= Data to use =
//! # Hotel Desk RS
//!
//! Front-desk booking workflow server.
//!
//! ## Usage
//!
//! ```bash
//! # Set environment variables
//! export DESK_BACKEND_URL=https://api.hotel.example/api/v1
//! export DESK_API_TOKEN=...
//! export DESK_HOTEL_ID=3
//! export MOMO_BASE_URL=https://momo.example/api
//! export MOMO_API_KEY=...
//! export MOMO_DESTINATION_ACCOUNT=...
//!
//! # Run the server
//! hotel-desk
//! ```

use desk_api::{routes, state::AppState};
use tracing::{info, Level};
use tracing_subscriber::{fmt, prelude::*, EnvFilter};

#[tokio::main]
async fn main() -> anyhow::Result<()> {
    // Initialize logging
    tracing_subscriber::registry()
        .with(fmt::layer())
        .with(
            EnvFilter::builder()
                .with_default_directive(Level::INFO.into())
                .from_env_lossy(),
        )
        .init();

    print_banner();

    let state = AppState::new()?;

    let addr = state.config.socket_addr()?;
    let is_prod = state.config.is_production();

    info!("Environment: {}", state.config.environment);
    info!("Hotel: {} ({})", state.hotel.name, state.hotel.id);
    info!(
        "Payment provider: {}",
        state.collaborators.payments.provider_name()
    );
    info!(
        "Polling: conversion every {}s, payment every {}s",
        state.flow_config.polling.conversion_interval_secs,
        state.flow_config.polling.payment_interval_secs
    );

    tokio::spawn(state.clone().sweep_idle_sessions());

    let app = routes::create_router(state);

    info!("Hotel desk starting on http://{}", addr);

    if !is_prod {
        info!("Health: http://{}/health", addr);
        info!("Open session: POST http://{}/api/v1/workflows", addr);
    }

    let listener = tokio::net::TcpListener::bind(addr).await?;
    axum::serve(listener, app).await?;

    Ok(())
}

fn print_banner() {
    println!(
        r#"
  Hotel Desk RS
  ━━━━━━━━━━━━━━━━━━━━━━━
  Front-desk booking workflow
  Version: {}

"#,
        env!("CARGO_PKG_VERSION")
    );
}
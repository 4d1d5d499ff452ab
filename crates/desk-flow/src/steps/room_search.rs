//! Step 1: search availability and pick a room.

use chrono::NaiveDate;
use desk_core::{
    fully_available_rooms, DateRange, DeskError, DeskResult, InventoryService, RoomSummary, Step,
};
use serde::{Deserialize, Serialize};
use tracing::{debug, info, instrument};

/// What the desk clerk searches for
#[derive(Debug, Clone, PartialEq, Eq, Serialize, Deserialize)]
pub struct SearchCriteria {
    pub start_date: NaiveDate,
    pub end_date: NaiveDate,
    #[serde(default)]
    pub room_type_id: Option<u64>,
}

/// Latest search and its offer list
#[derive(Debug, Clone, Default, Serialize)]
pub struct RoomSearch {
    in_flight: bool,
    range: Option<DateRange>,
    offered: Vec<RoomSummary>,
}

impl RoomSearch {
    pub fn in_flight(&self) -> bool {
        self.in_flight
    }

    pub fn offered(&self) -> &[RoomSummary] {
        &self.offered
    }

    /// Range of the latest completed search
    pub fn range(&self) -> Option<DateRange> {
        self.range
    }

    /// Run a search, replacing any previous results.
    ///
    /// Invalid ranges fail locally and never reach the inventory service.
    #[instrument(skip(self, inventory))]
    pub async fn run(
        &mut self,
        inventory: &dyn InventoryService,
        hotel_id: u64,
        criteria: &SearchCriteria,
        today: NaiveDate,
    ) -> DeskResult<&[RoomSummary]> {
        let range = DateRange::for_booking(criteria.start_date, criteria.end_date, today)?;

        self.in_flight = true;
        self.range = None;
        self.offered.clear();

        let report = inventory
            .room_availability(hotel_id, &range, criteria.room_type_id)
            .await;
        self.in_flight = false;
        let report = report?;

        self.offered = fully_available_rooms(&report, &range);
        self.range = Some(range);

        debug!(
            "{} of {} rooms free for every night",
            self.offered.len(),
            report.len()
        );
        info!("Room search complete: {} offered", self.offered.len());
        Ok(&self.offered)
    }

    /// A room from the latest result, with the searched range
    pub fn pick(&self, room_id: u64) -> DeskResult<(RoomSummary, DateRange)> {
        if self.in_flight {
            return Err(DeskError::guard(
                Step::SelectRoom,
                "a search is still running; wait for its result",
            ));
        }
        let range = self
            .range
            .ok_or_else(|| DeskError::guard(Step::SelectRoom, "search for rooms first"))?;
        let room = self
            .offered
            .iter()
            .find(|r| r.id == room_id)
            .cloned()
            .ok_or_else(|| {
                DeskError::guard(
                    Step::SelectRoom,
                    format!("room {} is not available for the searched dates", room_id),
                )
            })?;
        Ok((room, range))
    }

    pub fn clear(&mut self) {
        *self = Self::default();
    }
}
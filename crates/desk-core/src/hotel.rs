//! # Hotel Profile
//!
//! The hotel the desk operates for. Loaded once from configuration and
//! used for availability queries and the invoice header.

use crate::money::Currency;
use serde::{Deserialize, Serialize};

/// Profile of the hotel running the desk
#[derive(Debug, Clone, PartialEq, Serialize, Deserialize)]
pub struct Hotel {
    /// Backend identifier
    pub id: u64,

    /// Display name (e.g., "Hotel La Falaise")
    pub name: String,

    /// Postal address, printed on invoices
    #[serde(default)]
    pub address: String,

    #[serde(default)]
    pub phone: Option<String>,

    #[serde(default)]
    pub email: Option<String>,

    /// Currency rooms are priced and cash is collected in
    #[serde(default)]
    pub local_currency: Currency,

    /// Currency the mobile-money gateway charges in
    #[serde(default = "default_reference_currency")]
    pub reference_currency: Currency,
}

fn default_reference_currency() -> Currency {
    Currency::USD
}

impl Hotel {
    /// Create a hotel with required fields
    pub fn new(id: u64, name: impl Into<String>) -> Self {
        Self {
            id,
            name: name.into(),
            address: String::new(),
            phone: None,
            email: None,
            local_currency: Currency::default(),
            reference_currency: default_reference_currency(),
        }
    }

    /// Builder: set address
    pub fn with_address(mut self, address: impl Into<String>) -> Self {
        self.address = address.into();
        self
    }

    /// Builder: set phone
    pub fn with_phone(mut self, phone: impl Into<String>) -> Self {
        self.phone = Some(phone.into());
        self
    }

    /// Builder: set email
    pub fn with_email(mut self, email: impl Into<String>) -> Self {
        self.email = Some(email.into());
        self
    }

    /// Builder: set local and reference currencies
    pub fn with_currencies(mut self, local: Currency, reference: Currency) -> Self {
        self.local_currency = local;
        self.reference_currency = reference;
        self
    }

    /// Contact line for invoice headers, e.g. "+237 222 000 000 · desk@hotel.cm"
    pub fn contact_line(&self) -> String {
        [self.phone.as_deref(), self.email.as_deref()]
            .into_iter()
            .flatten()
            .collect::<Vec<_>>()
            .join(" · ")
    }
}

#[cfg(test)]
mod tests {
    use super::*;

    #[test]
    fn test_hotel_builder() {
        let hotel = Hotel::new(7, "Hotel La Falaise")
            .with_address("Bonanjo, Douala")
            .with_phone("+237 233 000 000")
            .with_email("desk@falaise.cm")
            .with_currencies(Currency::XAF, Currency::USD);

        assert_eq!(hotel.id, 7);
        assert_eq!(hotel.local_currency, Currency::XAF);
        assert_eq!(hotel.contact_line(), "+237 233 000 000 · desk@falaise.cm");
    }

    #[test]
    fn test_contact_line_partial() {
        let hotel = Hotel::new(1, "Test").with_email("a@b.c");
        assert_eq!(hotel.contact_line(), "a@b.c");
        assert_eq!(Hotel::new(2, "Bare").contact_line(), "");
    }

    #[test]
    fn test_hotel_defaults_from_json() {
        let hotel: Hotel = serde_json::from_str(r#"{"id": 3, "name": "Mini"}"#).unwrap();
        assert_eq!(hotel.local_currency, Currency::XAF);
        assert_eq!(hotel.reference_currency, Currency::USD);
    }
}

= The task =
Scan the records for the word "InventoryService", and copy each line where it is found.

= Answer below =
    fully_available_rooms, DateRange, DeskError, DeskResult, InventoryService, RoomSummary, Step,
        inventory: &dyn InventoryService,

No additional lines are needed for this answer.